For the aqueous reaction of #"100 mL"# of #"0.50 M"# ammonia with #"300 mL"# of #"0.50 M"# hydrochloric acid to form ammonium chloride, if #"HCl"# is in excess, and the solution heated up by #"1.6 K"#, what is the enthalpy of reaction?

1 Answer
Jul 10, 2017

#DeltaH_(rxn) = -"53.56 kJ/mol"#.


The reaction is an acid-base neutralization:

#"NH"_3(aq) + "HCl"(aq) -> "NH"_4"Cl"(aq)#

(the #"NH"_3(aq)# is introduced as #"NH"_4"OH"(aq)#, which equilibrates to be primarily #"NH"_3#.)

This reaction generates heat, and the heat transferred out into the solution from the reaction at constant pressure is given by

#q_P = mC_PDeltaT#,

where:

  • #q_P# is the heat flow with respect to the solution at constant pressure, i.e. lab bench conditions.
  • #m# is the mass of the solution in #"g"#.
  • #C_P# is the specific heat capacity of water at this #T# and #P#.
  • #DeltaT# is the change in temperature in either #""^@ "C"# or #"K"# (why can we say that?).

We know that the #"HCl"# is in excess because we were told that, so the #"NH"_3(aq)# is clearly the limiting reagent. That means it must be equimolar with #"NH"_4"Cl"# as per the reaction stoichiometry above.

#"0.50 mol NH"_3/cancel"L soln" xx 100 cancel"mL soln" xx cancel"1 L"/(1000 cancel"mL")#

#= "0.050 mols NH"_3 = "0.050 mols NH"_4"Cl"#

The total volume of the solution is

#"100 mL NH"_3 + "300 mL HCl" ~~ "400 mL"#,

if the solution volumes are assumed to be truly additive.

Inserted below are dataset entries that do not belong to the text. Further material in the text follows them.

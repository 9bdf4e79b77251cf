//! Input model: sides, modes, the flags snapshot, raw events, and the
//! derived routing state.
//!
//! [`BoardFlags`] is an immutable snapshot of the session's side/mode pair,
//! captured when each raw event is delivered, so routing decisions never
//! read mutable shared state. [`Bindings`] is what the board stores between
//! flag changes: which family of events is live at all. `Button`, `Key`,
//! and `Modifiers` are the vocabulary the engine consumes from the host.

#[cfg(test)]
#[path = "input_test.rs"]
mod input_test;

use crate::geom::Point;
use crate::surface::Color;

/// Which team current input applies to.
#[derive(Debug, Clone, Copy, PartialEq, Eq)]
pub enum Side {
    /// The attacking team; draws in red.
    Offense,
    /// The defending team; draws in blue.
    Defense,
}

impl Side {
    /// The drawing color of this side's piece.
    #[must_use]
    pub fn color(self) -> Color {
        match self {
            Self::Offense => Color::Red,
            Self::Defense => Color::Blue,
        }
    }

    /// Display name, as shown in the status line.
    #[must_use]
    pub fn label(self) -> &'static str {
        match self {
            Self::Offense => "Offense",
            Self::Defense => "Defense",
        }
    }
}

/// Whether input places player markers or draws line segments.
#[derive(Debug, Clone, Copy, PartialEq, Eq, Default)]
pub enum Mode {
    /// Clicks place player markers (default).
    #[default]
    Markers,
    /// Clicks and drags draw line segments.
    Lines,
}

impl Mode {
    /// Display name, as shown in the status line.
    #[must_use]
    pub fn label(self) -> &'static str {
        match self {
            Self::Markers => "Players Representation Mode",
            Self::Lines => "Line Mode",
        }
    }
}

/// Immutable snapshot of the session flags, passed with each routed event.
#[derive(Debug, Clone, Copy, PartialEq, Eq, Default)]
pub struct BoardFlags {
    /// The active side, once one has been chosen.
    pub side: Option<Side>,
    /// The active mode.
    pub mode: Mode,
}

impl BoardFlags {
    #[must_use]
    pub fn new(side: Option<Side>, mode: Mode) -> Self {
        Self { side, mode }
    }
}

/// A raw input event, as interpreted from the host's pointer/key stream.
#[derive(Debug, Clone, Copy, PartialEq)]
pub enum InputEvent {
    /// Primary button pressed at a position.
    PrimaryPress(Point),
    /// Pointer moved with the primary button held.
    PrimaryDrag(Point),
    /// Pointer moved with the secondary button held.
    SecondaryDrag(Point),
    /// The undo shortcut.
    Undo,
}

/// Which family of events the board currently routes.
///
/// Derived from the flags on every side/mode change and swapped atomically,
/// so a stale mode's handlers can never fire.
#[derive(Debug, Clone, Copy, PartialEq, Eq, Default)]
pub enum Bindings {
    /// Nothing is bound; every event is ignored. The state of a fresh board
    /// before the first side/mode command.
    #[default]
    Inert,
    /// Marker placement: primary press places, secondary drag erases, undo
    /// pops. Requires a chosen side.
    Markers,
    /// Line drawing: primary press and drag emit segments, secondary drag
    /// erases, undo pops.
    Lines,
}

impl Bindings {
    /// The routing for a flags snapshot: markers only once a side is chosen,
    /// lines regardless (segment creation checks the side itself).
    #[must_use]
    pub fn from_flags(flags: BoardFlags) -> Self {
        match flags.mode {
            Mode::Markers if flags.side.is_some() => Self::Markers,
            Mode::Markers => Self::Inert,
            Mode::Lines => Self::Lines,
        }
    }
}

/// Mouse button identifier.
#[derive(Debug, Clone, Copy, PartialEq, Eq)]
pub enum Button {
    /// Left mouse button.
    Primary,
    /// Right mouse button.
    Secondary,
}

/// A keyboard key, holding the name as reported by the browser (e.g. `"z"`).
#[derive(Debug, Clone, PartialEq, Eq)]
pub struct Key(pub String);

/// Keyboard modifier keys held during an event.
#[allow(clippy::struct_excessive_bools)]
#[derive(Debug, Clone, Copy, Default)]
pub struct Modifiers {
    /// Shift key is held.
    pub shift: bool,
    /// Ctrl key is held.
    pub ctrl: bool,
    /// Alt / Option key is held.
    pub alt: bool,
    /// Meta / Command key is held.
    pub meta: bool,
}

We can also assume the density and specific heat capacity of the solution is the same as for water at #25^@ "C"#. For simplicity, we can use #"1.00 g/mL"# and #"4.184 J/g" cdot "K"#, respectively.

Thus, the approximate mass of the solution is

#400 cancel"mL" xx "1.00 g"/cancel"mL" ~~ "400 g"#,

So, for the heat transferred into the solution (coming out from the reaction!) at constant pressure to increase its temperature is given by:

#q_P = (400 cancel"g")("4.184 J/"cancel"g"cdot cancel"K")(1.6 cancel"K")#

#=# #"2677.76 J"#

But for the REACTION, we have, from conservation of thermal energy...

#q_(rxn) + q_(P) = 0#.

So, at constant pressure (there's a reason why I keep saying this!), where the heat flow is DEFINED to be the change in enthalpy in the same units, we actually have:

#DeltaH_(rxn) = q_(rxn) = -q_P#

And thus, with just #q_P#, we currently have the negative change in enthalpy of reaction in #"J"#. But traditionally we report #DeltaH_(rxn)# in #"kJ/mol"# for the reaction.

Now hopefully you recognize that this is why we calculated the mols of #"NH"_4"Cl"# before:

#color(blue)(DeltaH_(rxn)) -= q_(rxn)/(n_("NH"_4"Cl"))#

#= -q_(P)/(n_("NH"_4"Cl"))#

#= -(2677.76 cancel"J")/("0.050 mols NH"_4"Cl") xx "1 kJ"/(1000 cancel"J")#

#=# #color(blue)(-"53.56 kJ/mol")#